The six forms already printed show that the language of Vidyasagar’s book is more concise and refined. The same beautiful language, the same vigorous flow of style, and the same nice arrangement of thoughts and expressions are found here as in his “Sitar Vanabasa.” Of course, it must be admitted that the Bengali language has now-a-days taken a different course; but there was a time, when Vidyasagar’s language was the best model—when writers of Bengali imitated his style.
Pyari Chand Mitra, under the pseudonym of Tek Chand Thakur, wrote his books in an easy, provincial style, and tried to turn the course of the Bengali language into a different channel; but he failed to leave a standing land-mark for the succeeding generation of authors to follow. It was the talented writer Bankim Chandra Chatarji that succeeded in giving the Bengali language a new shape, which he formed by a combination of the styles of Vidyasagar and Tek Chand. As the chemical combination of two substances of different attributes produces quite a new substance, so by the combination of the two different styles of Vidyasagar and Tek Chand, Bankim Chandra has given birth to a new style. At the present time, this style is imitated in most cases, though endeavours are being made in some quarters to give it a still newer shape, by casting it in Bankim Chandra’s mould, but, at the same time, adding to it something more. The language of the Tagores of the present day might be mentioned by way of illustration. The Bengali language is, no doubt, under change, and there is no certainty what form it will ultimately take; but whatever shape it may take, it will always recall Vidyasagar with sentiments of profound veneration, and the writers of Bengali will ever be under a deep debt of obligation to him and pay homage to his feet, in as much as the Bengali language, however newly shaped, must bear some shade of the elegance and beauty of the great writer’s style.

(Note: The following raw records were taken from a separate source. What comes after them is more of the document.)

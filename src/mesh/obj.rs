//! Plain-text OBJ output and input.
//!
//! Only `v` and `f` records are written. Positions are converted from the
//! Z-up sky frame to Y-up on output, exactly once, by [`write_obj`].

use std::fmt::Display;
use std::fs::File;
use std::io::{self, BufRead, BufReader, BufWriter, Write};
use std::path::Path;

use tracing::{debug, info};

use crate::util::{zup_to_yup, DVec3, Error, Result};
use super::Mesh;

/// Write one line per row: `tag c0 c1 ...`.
pub fn write_records<W, T, R>(w: &mut W, tag: &str, rows: impl IntoIterator<Item = R>) -> io::Result<()>
where
    W: Write,
    T: Display,
    R: AsRef<[T]>,
{
    for row in rows {
        w.write_all(tag.as_bytes())?;
        for c in row.as_ref() {
            write!(w, " {}", c)?;
        }
        w.write_all(b"\n")?;
    }
    Ok(())
}

/// Serialize a mesh: all `v` records (Y-up) followed by all `f` records.
pub fn write_obj<W: Write>(w: &mut W, mesh: &Mesh) -> Result<()> {
    let vertices = mesh.positions().iter().map(|&p| {
        let q = zup_to_yup(p);
        [q.x, q.y, q.z]
    });
    write_records(w, "v", vertices)?;
    write_records(w, "f", mesh.faces())?;
    Ok(())
}

/// Write a mesh to an OBJ file.
pub fn save_obj(path: impl AsRef<Path>, mesh: &Mesh) -> Result<()> {
    let path = path.as_ref();
    let mut w = BufWriter::new(File::create(path)?);
    write_obj(&mut w, mesh)?;
    w.flush()?;
    info!(
        path = %path.display(),
        vertices = mesh.num_vertices(),
        faces = mesh.num_faces(),
        "wrote OBJ"
    );
    Ok(())
}

/// Parse `v` and `f` records.
///
/// Positions are returned as stored in the file (Y-up). Blank lines,
/// comments and other record types are skipped. Face entries may use
/// `v/vt/vn` syntax and negative (relative) indices; every face must have
/// the same number of vertices.
pub fn read_obj<R: BufRead>(reader: R) -> Result<Mesh> {
    let mut positions = Vec::new();
    let mut indices = Vec::new();
    let mut arity = 0usize;

    for (n, line) in reader.lines().enumerate() {
        let line_no = n + 1;
        let line = line?;
        let mut tokens = line.split_whitespace();
        match tokens.next() {
            Some("v") => {
                let coords = tokens
                    .take(3)
                    .map(|t| t.parse::<f64>())
                    .collect::<std::result::Result<Vec<_>, _>>()
                    .map_err(|e| Error::parse(line_no, format!("bad vertex: {e}")))?;
                if coords.len() < 3 {
                    return Err(Error::parse(line_no, "vertex needs 3 coordinates"));
                }
                positions.push(DVec3::new(coords[0], coords[1], coords[2]));
            }
            Some("f") => {
                let start = indices.len();
                for t in tokens {
                    let index = resolve_index(t, positions.len())
                        .ok_or_else(|| Error::parse(line_no, format!("bad face index {t:?}")))?;
                    indices.push(index);
                }
                let count = indices.len() - start;
                if arity == 0 {
                    arity = count;
                }
                if count == 0 || count != arity {
                    return Err(Error::parse(
                        line_no,
                        format!("face has {count} vertices, expected {arity}"),
                    ));
                }
            }
            _ => {}
        }
    }
    debug!(vertices = positions.len(), faces = indices.len() / arity.max(1), "parsed OBJ");

    Mesh::new(positions, indices, arity)
}

/// 1-based absolute index of a face entry (`7`, `7/1/2`, `-1`).
fn resolve_index(token: &str, num_vertices: usize) -> Option<u32> {
    let raw: i64 = token.split('/').next()?.parse().ok()?;
    let index = if raw < 0 { num_vertices as i64 + raw + 1 } else { raw };
    (index >= 1 && index <= u32::MAX as i64).then_some(index as u32)
}

/// Read an OBJ file.
pub fn load_obj(path: impl AsRef<Path>) -> Result<Mesh> {
    let path = path.as_ref();
    let file = File::open(path).map_err(|e| {
        if e.kind() == io::ErrorKind::NotFound {
            Error::FileNotFound(path.to_path_buf())
        } else {
            Error::Io(e)
        }
    })?;
    read_obj(BufReader::new(file))
}

#[cfg(test)]
mod tests {
    use super::*;

    #[test]
    fn test_write_records() {
        let mut out = Vec::new();
        write_records(&mut out, "f", [[1u32, 2, 3, 4], [5, 6, 7, 8]]).unwrap();
        assert_eq!(String::from_utf8(out).unwrap(), "f 1 2 3 4\nf 5 6 7 8\n");

        let mut out = Vec::new();
        write_records(&mut out, "v", [[0.5f64, -1.0, 2.25]]).unwrap();
        assert_eq!(String::from_utf8(out).unwrap(), "v 0.5 -1 2.25\n");
    }

    #[test]
    fn test_write_obj_permutes_axes() {
        let mesh = Mesh::new(
            vec![DVec3::new(1.0, 2.0, 3.0), DVec3::ZERO, DVec3::X],
            vec![1, 2, 3],
            3,
        )
        .unwrap();
        let mut out = Vec::new();
        write_obj(&mut out, &mesh).unwrap();
        let text = String::from_utf8(out).unwrap();
        assert_eq!(text.lines().next(), Some("v 1 3 -2"));
        assert_eq!(text.lines().last(), Some("f 1 2 3"));
    }

    #[test]
    fn test_read_obj_variants() {
        let src = "# comment\no sky\nv 0 0 0\nv 1 0 0 1.0\nv 0 1 0\n\nvn 0 0 1\nf 1/1/1 2//1 -1\n";
        let mesh = read_obj(src.as_bytes()).unwrap();
        assert_eq!(mesh.num_vertices(), 3);
        assert_eq!(mesh.indices(), &[1, 2, 3]);
        assert_eq!(mesh.arity(), 3);
    }

    #[test]
    fn test_read_obj_errors() {
        let err = read_obj("v 0 0\n".as_bytes()).unwrap_err();
        assert!(matches!(err, Error::Parse { line: 1, .. }));

        let err = read_obj("v 0 0 0\nv 1 0 0\nv 0 1 0\nf 1 2 3\nf 1 2\n".as_bytes()).unwrap_err();
        assert!(matches!(err, Error::Parse { line: 5, .. }));

        let err = read_obj("v 0 0 0\nf 1 x 1\n".as_bytes()).unwrap_err();
        assert!(matches!(err, Error::Parse { line: 2, .. }));

        assert!(matches!(
            read_obj("v 0 0 0\nf 1 2 3\n".as_bytes()),
            Err(Error::InvalidMesh(_))
        ));
    }
}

The Bengali language has its origin in Sanskrit. As a matter of consequence, the inflexion of gender and other changes are formed in accordance with the rules of the mother tongue. But in most cases, the practice is at present being deviated from. Bankim Chandra’s language shows that in some cases he has strictly followed Sanskrit in the inflexion of his words, while in others he has quite deviated from it. This deviation is almost general with most of the authors of the present day, with the honourable exception of the very able and thoughtful writer, Kali Prasanna Ghosh of Dacca. Some are still of opinion, that Bengali should follow its mother language in the inflexion of gender and other changes, and a deviation from it would make it incorrect. In the correct use of the inflexions, Kali Prasanna Ghosh has no equal. But the modern writers of Bengal do not like to bind themselves to follow Sanskrit in every respect. In fine, the Bengali language, like the English, is under change. But we must repeat again, that however alteration it might undergo in shape, beauty, or melody, it must always remain deeply indebted to Vidyasagar. It will not be an easy thing to discard him altogether; his frame-work must unavoidably be taken up.